In light of the Russian proceedings, Enka sought an anti-suit injunction from the English Court restraining Chubb Russia from continuing the Russian Proceedings, on the basis that Chubb Russia’s failure to resolve the dispute via arbitration was in breach of the arbitration provisions in the Contract.
The issue the Court had to decide was whether the proper law of the arbitration agreement in the Contract was bound by English law or Russian law? Would it be an affront to comity for the Court to grant anti-suit injunctive relief in the circumstances of this case?
First Instance Decision
In the first instance decision, Andrew Baker J took a course of his own initiative, not urged on him by either side, of declining to reach a decision on the proper law of the arbitration agreement on forum non conveniens grounds, namely that all questions of the scope of the arbitration agreement were more appropriately to be determined in the Russian Proceedings. A significant reason for this was that Chubb Russia acted in good faith when bringing proceedings in Russia and have gained a juridical advantage, in that it was Enka’s cession that the Contract was governed by Russian law as a matter of express choice.
Court of Appeal
On forum non conveniens grounds, the Court of Appeal found the previous decision wrong in principle. This decision follows from two principles. First, the choice of the seat of the arbitration is an agreement by the parties to submit to the jurisdiction of the courts of that seat. Secondly, the grant of an anti-suit injunction to restrain a breach or threatened breach of the arbitration agreement is an exercise of such powers.
The English Court as the court of the seat of the arbitration is required to decide whether threatened or actual proceedings constitute a breach of the arbitration agreement, and if they do, to protect the integrity of the arbitration agreement by granting anti-suit relief unless there is a strong reason for not doing so (see Angeliki Charis Compania Maritima SA v Pagnan Spa (The “Angelic Grace”)  1Lloyd’s Rep 87). That is part of the supervisory jurisdiction of the court of the seat, to which the parties submit by choosing the place of the seat.
Therefore, by choosing an English seat the parties agreed that the English Court is an appropriate court to exercise the power to grant an anti-suit injunction and questions of forum conveniens do not arise.
On the main issue of determining the proper law of the arbitration agreement, the Court of Appeal clarified the relevant principles. It is well established that the proper law of an arbitration agreement (“AA law”) may not be the same as the proper law of the main contract.
The search for the main contract law is governed by the Rome I Regulation (Regulation (EC) No 593/2008 of the European Parliament, see Article 3.1 and 4). Questions about the law governing arbitration agreements, on the other hand, are not covered by the Rome I Regulation because by Article 1(2)(e) it does not apply to arbitration agreements. The AA law is to be determined by applying the three stage test required by English common law conflict of laws rules, namely:
- is there an express choice of law?
- if not, is there an implied choice of law?

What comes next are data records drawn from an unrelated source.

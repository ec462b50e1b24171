// Cue sample loading
// Decodes wav (hound), flac (claxon) and mp3 (symphonia) into mono f32

use crate::audio::AudioError;
use crate::audio::format_conversion::{downmix_interleaved, int_to_f32};
use claxon::FlacReader;
use hound::WavReader;
use std::path::Path;
use symphonia::core::audio::SampleBuffer;
use symphonia::core::codecs::{CODEC_TYPE_NULL, DecoderOptions};
use symphonia::core::errors::Error as SymphoniaError;
use symphonia::core::formats::FormatOptions;
use symphonia::core::io::MediaSourceStream;
use symphonia::core::meta::MetadataOptions;
use symphonia::core::probe::Hint;

/// Decoded mono cue buffer
#[derive(Debug, Clone, PartialEq)]
pub struct CueSample {
    pub name: String,
    pub samples: Vec<f32>,
    pub sample_rate: u32,
}

impl CueSample {
    pub fn new(name: impl Into<String>, samples: Vec<f32>, sample_rate: u32) -> Self {
        Self {
            name: name.into(),
            samples,
            sample_rate: sample_rate.max(1),
        }
    }

    /// Length of the buffer in seconds at its native rate
    pub fn duration_secs(&self) -> f64 {
        self.samples.len() as f64 / f64::from(self.sample_rate)
    }

    pub fn is_empty(&self) -> bool {
        self.samples.is_empty()
    }
}

/// Load a cue sample, picking the decoder from the file extension
pub fn load_cue_sample(path: &Path) -> Result<CueSample, AudioError> {
    let extension = path.extension().and_then(|s| s.to_str()).unwrap_or("");

    let sample = match extension.to_lowercase().as_str() {
        "wav" => load_wav(path)?,
        "flac" => load_flac(path)?,
        "mp3" => load_compressed(path, "mp3")?,
        _ => return Err(AudioError::UnsupportedFile(extension.to_string())),
    };

    tracing::debug!(
        path = %path.display(),
        frames = sample.samples.len(),
        sample_rate = sample.sample_rate,
        "Decoded cue sample"
    );
    Ok(sample)
}

fn sample_name(path: &Path) -> String {
    path.file_stem()
        .unwrap_or_default()
        .to_string_lossy()
        .to_string()
}

fn load_wav(path: &Path) -> Result<CueSample, AudioError> {
    let mut reader = WavReader::open(path)?;
    let spec = reader.spec();

    let interleaved: Vec<f32> = match spec.sample_format {
        hound::SampleFormat::Float => reader.samples::<f32>().collect::<Result<_, _>>()?,
        hound::SampleFormat::Int => {
            let bits = u32::from(spec.bits_per_sample);
            reader
                .samples::<i32>()
                .map(|s| s.map(|v| int_to_f32(v, bits)))
                .collect::<Result<_, _>>()?
        }
    };

    Ok(CueSample::new(
        sample_name(path),
        downmix_interleaved(&interleaved, usize::from(spec.channels)),
        spec.sample_rate,
    ))
}

fn load_flac(path: &Path) -> Result<CueSample, AudioError> {
    let mut reader = FlacReader::open(path)?;
    let info = reader.streaminfo();

    let interleaved: Vec<f32> = reader
        .samples()
        .map(|s| s.map(|v| int_to_f32(v, info.bits_per_sample)))
        .collect::<Result<_, _>>()?;

    Ok(CueSample::new(
        sample_name(path),
        downmix_interleaved(&interleaved, info.channels as usize),
        info.sample_rate,
    ))
}

fn load_compressed(path: &Path, extension: &str) -> Result<CueSample, AudioError> {
    let file = std::fs::File::open(path)?;
    let stream = MediaSourceStream::new(Box::new(file), Default::default());

    let mut hint = Hint::new();
    hint.with_extension(extension);

    let probed = symphonia::default::get_probe().format(
        &hint,
        stream,
        &FormatOptions::default(),
        &MetadataOptions::default(),
    )?;
    let mut format = probed.format;

    let track = format
        .tracks()
        .iter()
        .find(|t| t.codec_params.codec != CODEC_TYPE_NULL)
        .ok_or_else(|| AudioError::NoTrack(path.display().to_string()))?;
    let track_id = track.id;
    let mut sample_rate = track.codec_params.sample_rate.unwrap_or(44_100);

    let mut decoder =
        symphonia::default::get_codecs().make(&track.codec_params, &DecoderOptions::default())?;

    let mut samples = Vec::new();
    loop {
        let packet = match format.next_packet() {
            Ok(packet) => packet,
            Err(SymphoniaError::IoError(e)) if e.kind() == std::io::ErrorKind::UnexpectedEof => {
                break;
            }
            Err(e) => return Err(e.into()),
        };

        if packet.track_id() != track_id {
            continue;
        }

        match decoder.decode(&packet) {
            Ok(decoded) => {
                let spec = *decoded.spec();
                sample_rate = spec.rate;
                let mut buffer = SampleBuffer::<f32>::new(decoded.capacity() as u64, spec);
                buffer.copy_interleaved_ref(decoded);
                samples.extend(downmix_interleaved(buffer.samples(), spec.channels.count()));
            }
            Err(SymphoniaError::DecodeError(reason)) => {
                tracing::warn!(path = %path.display(), reason, "Skipping corrupt packet");
            }
            Err(e) => return Err(e.into()),
        }
    }

    Ok(CueSample::new(sample_name(path), samples, sample_rate))
}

- if not, with what system of law does the arbitration agreement have its closest and most real connection?
Hamblen J, as he then was, in Habas Sinai Ve Tibbi Gazlar Istihsal Endustrisi AS v VSC Steel Co Ltd  1 Lloyd’s Rep 479 summarised the guidance from the authorities on determining the AA law:
- Even if an arbitration agreement forms part of a matrix contract (as is commonly the case), its proper law may not be the same as that of the matrix contract.
- The proper law is to be determined by undertaking a three-stage enquiry into (i) express choice, (ii) implied choice and (iii) the system of law with which the arbitration agreement has the closest and most real connection.
- Where the matrix contract does not contain an express governing law clause, the significance of the choice of seat of the arbitration is likely to be “overwhelming”. That is because the system of law of the country seat will usually be that with which the arbitration agreement has its closest and most real connection.
- Where the matrix contract contains an express choice of law, this is a strong indication or pointer in relation to the parties’ intention as to the governing law of the agreement to arbitrate, in the absence of any indication to the contrary.
- The choice of a different country for the seat of the arbitration is a factor pointing the other way. However, it may not in itself be sufficient to displace the indication of choice implicit in the express choice of law to govern the matrix contract.
- Where there are sufficient factors pointing the other way to negate the implied choice derived from the express choice of law in the matrix contract the arbitration agreement will be governed by the law with which it has the closest and most real connection. That is likely to be the law of the country of seat, being the place where the arbitration is to be held and which will exercise the supporting and supervisory jurisdiction necessary to ensure that the procedure is effective.”
The principal rationale for treating an express choice of main contract law as indicative of a choice of AA law is because businessmen do not usually intend that their relationship should be governed by more than one system of law (see Sulamerica Cia Nacional de Seguros SA v Enesa Engelharia SA  1 WLR 102 per Moore-Bick LJ at ).
The Court of Appeal stipulated that “this is a sensible starting point where there is no arbitration clause with a different seat; but it ceases to have any application where there is. In such cases, whatever the AA law, the parties have necessarily chosen their relationship to be governed in some respects by two systems of law, namely the curial law and the main contract law” (paragraph 95, emphasis added). Overall, as emphasised by Lord Neuberger in Sulamerica at , determining the proper law of the arbitration agreement was in each case a matter of contractual interpretation.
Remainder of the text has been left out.